19 thoughts on “Remembering and Recharging

  1. Emily, I can relate to this completely. Those moments of wounding with words when I wonder if it is any less severe than a physical wound. The feels after are overwhelming and long lasting for me.

    I too learned early on the importance of apologizing to my children after losing it. So that they know it is not acceptable, that I was wrong, and that they should not be treated that way.

    Thank you for sharing your thoughts so honestly, that is brave in my opinion.
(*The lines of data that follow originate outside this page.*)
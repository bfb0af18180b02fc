use axum::{
    async_trait,
    extract::FromRequestParts,
    http::{header, request::Parts, StatusCode},
    response::{IntoResponse, Json, Response},
};
use serde::Serialize;
use serde_json::json;
use std::convert::Infallible;

/// Wrapper for JSON responses that automatically adds success envelope
#[derive(Debug)]
pub struct ApiResponse<T: Serialize> {
    pub data: T,
    pub status_code: Option<StatusCode>,
}

impl<T: Serialize> ApiResponse<T> {
    /// Create a successful API response with default 200 status
    pub fn success(data: T) -> Self {
        Self {
            data,
            status_code: None,
        }
    }

    /// Create an API response with custom status code
    pub fn with_status(data: T, status_code: StatusCode) -> Self {
        Self {
            data,
            status_code: Some(status_code),
        }
    }
}

impl<T: Serialize> IntoResponse for ApiResponse<T> {
    fn into_response(self) -> Response {
        let status = self.status_code.unwrap_or(StatusCode::OK);

        // Convert data to JSON Value for consistent envelope format
        let data_value = match serde_json::to_value(&self.data) {
            Ok(value) => value,
            Err(e) => {
                tracing::error!("Failed to serialize response data: {}", e);
                return (
                    StatusCode::INTERNAL_SERVER_ERROR,
                    Json(json!({
                        "success": false,
                        "error": "Failed to serialize response data"
                    })),
                )
                    .into_response();
            }
        };

        let envelope = json!({
            "success": true,
            "data": data_value
        });

        (status, Json(envelope)).into_response()
    }
}

/// How the caller wants the page: rendered HTML or the JSON view model
#[derive(Debug, Clone, Copy, PartialEq, Eq)]
pub enum PageFormat {
    Html,
    Json,
}

impl PageFormat {
    pub fn from_accept(accept: Option<&str>) -> Self {
        match accept {
            Some(accept) if accept.contains("application/json") && !accept.contains("text/html") => PageFormat::Json,
            _ => PageFormat::Html,
        }
    }
}

#[async_trait]
impl<S> FromRequestParts<S> for PageFormat
where
    S: Send + Sync,
{
    type Rejection = Infallible;

    async fn from_request_parts(parts: &mut Parts, _state: &S) -> Result<Self, Self::Rejection> {
        let accept = parts.headers.get(header::ACCEPT).and_then(|v| v.to_str().ok());
        Ok(PageFormat::from_accept(accept))
    }
}
use axum::{
    extract::{Extension, State},
    http::StatusCode,
    response::Response,
};

use crate::handlers::respond;
use crate::middleware::{PageFormat, Session};
use crate::state::AppState;
use crate::views::SettingsView;

/// GET /settings
pub async fn get(
    State(state): State<AppState>,
    Extension(session): Extension<Session>,
    format: PageFormat,
) -> Response {
    match session.require() {
        Ok(principal) => respond::render(&state, &session, format, StatusCode::OK, SettingsView::build(principal)),
        Err(error) => respond::failure(&state, &session, format, "/settings", "settings", error),
    }
}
    1. It felt good to write it out. I’ve been struggling with my oldest and I want to support her not break her down. I constantly am asking my kids to apologize and own up to their actions (taking, sharing, waiting their turn..) and need to hold myself to the same standards. I’m not a blogger so, writing for public viewing and comments is new for me. 🙂

  2. Apologizing is key. I was just talking to my own mother last night adn told her I do not remember her or my father apologizing. I knew they felt remorse, or guilt – likely they did, anyway – but the apology is a different matter. Like you I’ve learned to apologize and to have the will to change, and I’m grateful for this.
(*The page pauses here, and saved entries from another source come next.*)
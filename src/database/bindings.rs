use async_trait::async_trait;
use chrono::{DateTime, Utc};
use sqlx::{FromRow, PgPool};
use thiserror::Error;
use uuid::Uuid;

use crate::types::{TenantBinding, TenantId};

#[derive(Debug, Error)]
pub enum BindingError {
    #[error("Principal {principal_id} has {count} tenant bindings")]
    Ambiguous { principal_id: Uuid, count: usize },

    #[error("Invalid binding row: {0}")]
    InvalidRow(String),

    #[error(transparent)]
    Sqlx(#[from] sqlx::Error),
}

/// Read-only view of the principal → tenant bindings written by the OAuth flow
#[async_trait]
pub trait BindingStore: Send + Sync {
    /// Zero or one binding for the principal. More than one is an error.
    async fn find_binding(&self, principal_id: Uuid) -> Result<Option<TenantBinding>, BindingError>;

    /// Connectivity check for `/health`
    async fn ping(&self) -> Result<(), BindingError>;
}

#[derive(Debug, FromRow)]
struct BindingRow {
    tenant_id: String,
    instance_url: Option<String>,
    issued_at: Option<DateTime<Utc>>,
}

impl BindingRow {
    fn into_binding(self, principal_id: Uuid) -> Result<TenantBinding, BindingError> {
        let tenant_id = TenantId::parse(&self.tenant_id)
            .ok_or_else(|| BindingError::InvalidRow("tenant_id is empty".to_string()))?;

        Ok(TenantBinding {
            principal_id,
            tenant_id,
            instance_url: self.instance_url,
            issued_at: self.issued_at,
        })
    }
}

/// Postgres-backed binding store over the `salesforce_tenants` table
#[derive(Clone)]
pub struct PgBindingStore {
    pool: PgPool,
}

impl PgBindingStore {
    pub fn new(pool: PgPool) -> Self {
        Self { pool }
    }
}

/// Collapse a lookup result into zero-or-one, rejecting duplicates
fn single_binding(
    principal_id: Uuid,
    mut rows: Vec<BindingRow>,
) -> Result<Option<TenantBinding>, BindingError> {
    match rows.len() {
        0 => Ok(None),
        1 => rows.pop().map(|row| row.into_binding(principal_id)).transpose(),
        count => Err(BindingError::Ambiguous { principal_id, count }),
    }
}

#[async_trait]
impl BindingStore for PgBindingStore {
    async fn find_binding(&self, principal_id: Uuid) -> Result<Option<TenantBinding>, BindingError> {
        // LIMIT 2 is enough to detect a violated one-binding invariant
        let rows: Vec<BindingRow> = sqlx::query_as(
            r#"
            SELECT tenant_id, instance_url, issued_at
            FROM salesforce_tenants
            WHERE user_id = $1
            LIMIT 2
            "#,
        )
        .bind(principal_id)
        .fetch_all(&self.pool)
        .await?;

        tracing::debug!(principal = %principal_id, rows = rows.len(), "Tenant binding lookup");
        single_binding(principal_id, rows)
    }

    async fn ping(&self) -> Result<(), BindingError> {
        sqlx::query("SELECT 1").execute(&self.pool).await?;
        Ok(())
    }
}

#[cfg(test)]
mod tests {
    use super::*;

    fn row(tenant: &str) -> BindingRow {
        BindingRow {
            tenant_id: tenant.to_string(),
            instance_url: Some("https://acme.my.salesforce.com".to_string()),
            issued_at: None,
        }
    }

    #[test]
    fn no_rows_is_absent() {
        assert!(single_binding(Uuid::nil(), vec![]).unwrap().is_none());
    }

    #[test]
    fn one_row_is_bound() {
        let principal = Uuid::new_v4();
        let binding = single_binding(principal, vec![row("acme")]).unwrap().unwrap();
        assert_eq!(binding.tenant_id.as_str(), "acme");
        assert_eq!(binding.principal_id, principal);
    }

    #[test]
    fn two_rows_violate_invariant() {
        let err = single_binding(Uuid::nil(), vec![row("a"), row("b")]).unwrap_err();
        assert!(matches!(err, BindingError::Ambiguous { count: 2, .. }));
    }

    #[test]
    fn blank_tenant_id_is_invalid() {
        let err = single_binding(Uuid::nil(), vec![row("  ")]).unwrap_err();
        assert!(matches!(err, BindingError::InvalidRow(_)));
    }
}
    Thanks for participating in the carnival! I’m hopping around and reading and commenting on others’ posts.

    1. The carnival is great – helps me to delve into the topic and sort my thoughts and feelings out. Change is a good thing sometimes and I’m so glad we have the ability to do it!

  3. I agree that AP with a school-age child takes on a whole new dimension. Some of the things I recommend are: allow your child to have plenty of unstructure, screen-free time; explore nature together; use a family slogan or buzz-words that your child will remember when she is not with you such as “We’re the kind of family who can figure this out” or “In this family, we look out for each other.”; show your child that you love yourself even when you make mistakes.

    Much joy to you in your parenting journey!

    1. Thanks Patti – I appreciate your recommendations. I find that after screen time the kids are much quicker to snap at each other or me and I try my best to limit it. I really like the family slogan idea. I know I say similar things but having one or two go to mantras might help make us all feel like more of a team in life.

  4. I think one of the greatest challenges in communicating with children is that society expects them to act like adults without granting them the rights and status of people. I think we, as a society, need to switch that. They are people who do not yet have the experience of adults. When we remember that, it makes it much easier to work with them.

  5. Oh boy are there some days when I look at my kids and long for the days when breastfeeding or babywearing could solve every upset. Those days were exhausting, but simpler.

    It is true that taking the time to calm down and then reconnect are important tools in parenting. And on the toughest days, they can mean the difference between lifting a hand or speaking a wounding word. We are all going to make mistakes and, as you say, apologizing is a big part of finding the love again.

    Thank you for sharing this post for The Spank Out Day Carnival.

  6. I firmly believe that our children learn as much from how we handle our mistakes as from all our perfect parenting moments. Probably more, right?
    To have a parent say, I’m sorry for losing my temper… must be a revelation. I can’t remember any adult ever speaking to me with that kind of respect.
    And as much as I am and strive to be non-judgemental and loving toward others who do spank… I can’t imagine how I could have bitten my tongue if someone told me to hit my 18 month old for being sick! That was a new one for me.

  7. Parenting from empathy is harder than letting our own negative emotions rule us and our behaviour but our children learn directly from us, how we choose to relate to them and the world, so being conscious of how we treat them is important. Sometimes others do not understand this and feel that using coercive ways to control children’s behavior is more effective but I know that personally it isn’t how I wish to treat my children and do differently.